The LA-headquartered streamer, which doubled its UK content spend in 2020 to £750m ($1.04bn) and was first voted the country’s top commissioner in last year’s survey, was selected by nearly 40% of respondents, up from 24%. Two years ago, only nine respondents selected Netflix as their top pick.
The rapid increase puts the SVoD well ahead of the BBC, which achieved double the combined scores of Sky and Channel 5 in joint third place.
One indie describes Netflix as “knowledgeable, respectful and funded”, with another stating: “Netflix has got the money and a great team.”
The SVoD’s budgets are praised, along with its development process, which is described by one respondent as an “extremely clear structure”.
Netflix pushed heavily into the unscripted space in 2020, with successes including Talkback’s Too Hot To Handle – recently handed a double-series recommission – and international versions of Studio Lambert’s Channel 4 series The Circle.

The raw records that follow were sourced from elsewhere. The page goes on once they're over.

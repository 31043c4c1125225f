//! Streaming protocol loops.
//!
//! Both loops run as their own task per stream and push responses into a
//! bounded channel that backs the gRPC response stream, in the same way for
//! produce and consume:
//!
//! - [`produce::produce_loop`] - strict one request, one response appends.
//! - [`consume::consume_loop`] - tailing reads that wait for new records.
//! - [`backoff`] - delay schedule used while a tailing read waits.
//!
//! Every blocking point (receive, send, wait) is raced against the call's
//! cancellation, and a closed response channel is treated as the client
//! going away.

pub mod backoff;
pub mod consume;
pub mod produce;

use crate::server::service::context::CallContext;
use backoff::BackoffConfig;
use tokio::sync::mpsc;
use tonic::{Code, Status};

/// Tunables shared by the streaming handlers.
#[derive(Debug, Clone, Copy)]
pub struct StreamOptions {
    /// Capacity of the per-stream response channel.
    pub buffer_size: usize,
    /// Wait schedule for tailing reads that reached the end of the log.
    pub backoff: BackoffConfig,
}

impl Default for StreamOptions {
    fn default() -> Self {
        Self {
            buffer_size: 8,
            backoff: BackoffConfig::default(),
        }
    }
}

/// Why a stream loop returned.
#[derive(Debug, Clone, Copy, PartialEq, Eq)]
pub enum StreamEnd {
    /// The client finished sending (produce only).
    Finished,
    /// The call was cancelled, hit its deadline, or the client went away.
    Cancelled,
    /// A terminal error was sent to the client with this code.
    Failed(Code),
}

#[derive(Debug, Clone, Copy, PartialEq, Eq)]
pub struct StreamSummary {
    pub end: StreamEnd,
    /// Responses successfully handed to the response channel.
    pub records: u64,
}

/// Sends `item` to the response channel unless the call is cancelled first.
///
/// Returns `false` if the item was not delivered.
pub(crate) async fn forward<T>(
    ctx: &CallContext,
    resp_tx: &mpsc::Sender<Result<T, Status>>,
    item: Result<T, Status>,
) -> bool {
    tokio::select! {
        biased;
        () = ctx.cancelled() => false,
        sent = resp_tx.send(item) => sent.is_ok(),
    }
}

/// Sends a terminal error and reports the stream as failed.
pub(crate) async fn fail<T>(
    ctx: &CallContext,
    resp_tx: &mpsc::Sender<Result<T, Status>>,
    status: Status,
) -> StreamEnd {
    let code = status.code();
    tracing::debug!(?code, message = status.message(), "terminating stream");
    if !forward(ctx, resp_tx, Err(status)).await {
        tracing::debug!("client gone before terminal status was sent");
    }
    StreamEnd::Failed(code)
}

Another supplier says Netflix retained its quality during a large-scale move into the factual entertainment space, with drama output maintaining a high bar. Highlights included The Crown’s Golden Globe-winning fourth series and other British shows such as Dracula – a co-pro with the BBC.
Netflix is showing little sign of slowing down, and is recruiting for a two-strong documentary series team, as well as adding former Minnow Films exec Reva Sharma to its feature docs team..
However, the SVoD is only considered the fourth-best broadcaster to work with and was comfortably beaten by the BBC in first place.
The BBC and Channel 4 are praised by respondents for being supportive during the Covid-19 crisis but the outlook for the latter from indies is less rosy – selected by almost half of respondents as the weakest broadcaster and also topping the ‘most difficult broadcaster to work with’ chart.
The year proved particularly trying for C4, which works with more indies than any of its commercial rivals and was walloped by the collapse in the ad market that accompanied the first lockdown – resulting in tariffs being drastically reduced.
One survey respondent says the broadcaster is “failing to cut through” in the primetime entertainment space, while another lambasts a lack of “coherent creative vision”. However, C4 is in the midst of a wide-ranging digital-first restructure as it targets greater ad revenues from VoD player All 4, and indies give the strategy cautious backing.